There have also been signs of a “stimulus-lite” – a small burst of spending that would echo the much bigger cannons brought out in late 2008. Wen Jiabao, the premier, said early last month that investment was essential to stabilizing growth. Taking his cue, a series of local governments, from Changsha in central China to Guizhou in the south, have announced huge spending plans.
It was unrealistic to expect these moves to fuel an immediate rebound, but most analysts had counted on a stabilization by now. In that respect, one of the biggest disappointments of the July data was factory output: annual growth slowed from 9.5 per cent to 9.2 per cent, showing that industrial conditions were continuing to deteriorate.
“The government stimulus so far is still insufficient to counter the economic downturn,” said Shen Jianguang, an economist with Mizuho Securities. “We believe more aggressive policy actions will be necessary to put the economy back on track.”
A steep slide in exports has put even more pressure on Beijing. For the past five years, the Chinese economy has progressively reduced its reliance on exports, to the point that they are no longer seen as a growth engine for the country.
But they are still important, employing tens of millions of workers, and the government had hoped that they would help provide some cushion against flagging domestic demand. Instead, exports are at risk of becoming a big drag on the economy, slumping to 1 per cent annual growth in July, from 11.3 per cent in June, well short of expectations.

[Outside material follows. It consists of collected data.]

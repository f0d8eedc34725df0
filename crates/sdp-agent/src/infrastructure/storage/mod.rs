//! Storage infrastructure: configuration file loading.

pub mod config;
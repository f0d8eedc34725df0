//! Network infrastructure for the host agent.
//!
//! # Sub-modules
//!
//! - **`knock_transport`** – One UDP socket used for every knock of an
//!   attempt and for the controller's grant reply.
//!
//! - **`mtls_dialer`** – Opens the TCP connection to the gateway's TLS port
//!   and completes the handshake with the device's client certificate.

pub mod knock_transport;
pub mod mtls_dialer;
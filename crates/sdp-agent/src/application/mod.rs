//! Application layer for the host agent.

/// The single-attempt knock-and-connect state machine.
pub mod sequencer;
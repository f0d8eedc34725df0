//! Short-lived authorization tokens.
//!
//! The controller hands a token to every device whose knock it accepts; the
//! device presents it inside its knock to the gateway.  Tokens are JWTs
//! signed with HMAC-SHA256 (`alg = HS256`) through `jsonwebtoken`.
//!
//! Controller and gateway share the signing secret; that secret is the only
//! trust anchor between them.
//!
//! # Verification order
//!
//! 1. Header parses and `alg` is exactly `HS256`.
//! 2. Signature.
//! 3. Claims parse, issuer matches.
//! 4. Not issued in the future, not expired (`now > exp` is expired).
//!
//! `jsonwebtoken` handles steps 1 to 3.  Step 4 runs against the caller's
//! `now` so that verification stays deterministic under a test clock.

use std::sync::Arc;
use std::time::Duration;

use jsonwebtoken::errors::{Error as JwtError, ErrorKind};
use jsonwebtoken::{Algorithm, DecodingKey, EncodingKey, Header, Validation};
use serde::{Deserialize, Serialize};
use thiserror::Error;
use uuid::Uuid;
use zeroize::Zeroizing;

use crate::domain::device::Device;
use crate::time::Clock;

/// Minimum signing secret length in bytes.
pub const MIN_TOKEN_SECRET_LEN: usize = 32;

/// Default token lifetime.
pub const DEFAULT_TOKEN_TTL: Duration = Duration::from_secs(120);

/// Shortest lifetime a token can be configured with.
pub const MIN_TOKEN_TTL: Duration = Duration::from_secs(10);

/// Longest lifetime a token can be configured with.
pub const MAX_TOKEN_TTL: Duration = Duration::from_secs(15 * 60);

/// Tolerance for an `iat` slightly ahead of the verifier's clock.
pub const IAT_LEEWAY_SECS: i64 = 60;

const ALGORITHM: Algorithm = Algorithm::HS256;

/// Errors raised while issuing or verifying a token.
#[derive(Debug, Error, PartialEq, Eq)]
pub enum TokenError {
    #[error("malformed token: {0}")]
    Malformed(String),

    #[error("unsupported token algorithm: {0}")]
    UnsupportedAlgorithm(String),

    #[error("token signature is invalid")]
    BadSignature,

    #[error("token not issued by {expected:?}")]
    WrongIssuer { expected: String },

    #[error("token expired at {exp}, now {now}")]
    Expired { exp: i64, now: i64 },

    #[error("token issued in the future (iat {iat}, now {now})")]
    NotYetValid { iat: i64, now: i64 },

    #[error("token secret is {0} bytes, minimum is {MIN_TOKEN_SECRET_LEN}")]
    SecretTooShort(usize),

    #[error("token encoding failed: {0}")]
    Encoding(String),
}

/// Claims carried by every token.
#[derive(Debug, Clone, PartialEq, Eq, Serialize, Deserialize)]
pub struct TokenClaims {
    pub iss: String,
    /// Device identifier.
    pub sub: String,
    pub iat: i64,
    pub exp: i64,
    /// Service tags the device may reach.
    pub scope: Vec<String>,
    /// Unique token id, used by the gateway to refuse reuse.
    pub jti: Uuid,
}

impl TokenClaims {
    pub fn allows(&self, service: &str) -> bool {
        self.scope.iter().any(|s| s == service)
    }
}

/// A freshly signed token together with its claims.
#[derive(Debug, Clone, PartialEq, Eq)]
pub struct IssuedToken {
    pub token: String,
    pub claims: TokenClaims,
}

/// Signs and verifies tokens.
#[derive(Clone)]
pub struct TokenIssuer {
    secret: Arc<Zeroizing<Vec<u8>>>,
    issuer: String,
    ttl: Duration,
    validation: Validation,
    clock: Arc<dyn Clock>,
}

impl std::fmt::Debug for TokenIssuer {
    fn fmt(&self, f: &mut std::fmt::Formatter<'_>) -> std::fmt::Result {
        f.debug_struct("TokenIssuer")
            .field("issuer", &self.issuer)
            .field("ttl", &self.ttl)
            .finish_non_exhaustive()
    }
}

impl TokenIssuer {
    /// Creates an issuer.  `ttl` is clamped to 10 s – 15 min.
    ///
    /// # Errors
    ///
    /// Returns [`TokenError::SecretTooShort`] for secrets under 32 bytes.
    pub fn new(
        secret: Vec<u8>,
        issuer: impl Into<String>,
        ttl: Duration,
        clock: Arc<dyn Clock>,
    ) -> Result<Self, TokenError> {
        if secret.len() < MIN_TOKEN_SECRET_LEN {
            return Err(TokenError::SecretTooShort(secret.len()));
        }
        let issuer = issuer.into();
        Ok(Self {
            secret: Arc::new(Zeroizing::new(secret)),
            validation: validation_for(&issuer),
            issuer,
            ttl: ttl.clamp(MIN_TOKEN_TTL, MAX_TOKEN_TTL),
            clock,
        })
    }

    pub fn ttl(&self) -> Duration {
        self.ttl
    }

    pub fn issuer(&self) -> &str {
        &self.issuer
    }

    /// Issues a token for `device`, scoped to its allowed services.
    pub fn issue(&self, device: &Device) -> Result<IssuedToken, TokenError> {
        self.issue_at(device, self.clock.unix_seconds())
    }

    /// Issues a token as if the current time were `now`.
    pub fn issue_at(&self, device: &Device, now: i64) -> Result<IssuedToken, TokenError> {
        let claims = TokenClaims {
            iss: self.issuer.clone(),
            sub: device.device_id.to_string(),
            iat: now,
            exp: now + self.ttl.as_secs() as i64,
            scope: device.allowed_services.clone(),
            jti: Uuid::new_v4(),
        };
        let token = jsonwebtoken::encode(
            &Header::new(ALGORITHM),
            &claims,
            &EncodingKey::from_secret(&self.secret),
        )
        .map_err(|e| TokenError::Encoding(e.to_string()))?;
        Ok(IssuedToken { token, claims })
    }

    /// Verifies a token against the current time.
    pub fn verify(&self, token: &str) -> Result<TokenClaims, TokenError> {
        self.verify_at(token, self.clock.unix_seconds())
    }

    /// Verifies a token as if the current time were `now`.
    pub fn verify_at(&self, token: &str, now: i64) -> Result<TokenClaims, TokenError> {
        let header = jsonwebtoken::decode_header(token).map_err(|e| self.token_error(e))?;
        if header.alg != ALGORITHM {
            return Err(TokenError::UnsupportedAlgorithm(format!("{:?}", header.alg)));
        }

        let claims = jsonwebtoken::decode::<TokenClaims>(
            token,
            &DecodingKey::from_secret(&self.secret),
            &self.validation,
        )
        .map_err(|e| self.token_error(e))?
        .claims;

        if claims.iat > now + IAT_LEEWAY_SECS {
            return Err(TokenError::NotYetValid {
                iat: claims.iat,
                now,
            });
        }
        if now > claims.exp {
            return Err(TokenError::Expired {
                exp: claims.exp,
                now,
            });
        }
        Ok(claims)
    }

    fn token_error(&self, error: JwtError) -> TokenError {
        match error.kind() {
            ErrorKind::InvalidSignature => TokenError::BadSignature,
            ErrorKind::InvalidIssuer => TokenError::WrongIssuer {
                expected: self.issuer.clone(),
            },
            ErrorKind::InvalidAlgorithm | ErrorKind::InvalidAlgorithmName => {
                TokenError::UnsupportedAlgorithm(error.to_string())
            }
            _ => TokenError::Malformed(error.to_string()),
        }
    }
}

/// HS256 only, issuer pinned.  Time checks are left to [`TokenIssuer::verify_at`].
fn validation_for(issuer: &str) -> Validation {
    let mut validation = Validation::new(ALGORITHM);
    validation.algorithms = vec![ALGORITHM];
    validation.leeway = 0;
    validation.validate_exp = false;
    validation.validate_nbf = false;
    validation.validate_aud = false;
    validation.set_issuer(&[issuer]);
    validation.set_required_spec_claims(&["exp", "iss", "sub"]);
    validation
}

The big question now is whether the disappointments of July prompt Chinese policy makers to unveil more in the way of monetary easing and fiscal spending.
Some analysts believe that the central bank will act quickly, perhaps as soon as this weekend, to cut the portion of deposits that commercial banks must hold in reserve, making it easier for them to lend. A few believe that a third interest rate cut could also come soon or that bolder spending plans will be announced.
But it may not be that simple. With the ruling Communist party hammering out a once-in-a-decade leadership succession this year, the country’s top leaders are more focused on politics than economics for the time being.
Song Yu, an economist with Goldman Sachs, was admirably honest in admitting the limits of his predictive powers at this juncture in the political cycle: the “level of policy uncertainties [is] much higher than usual”.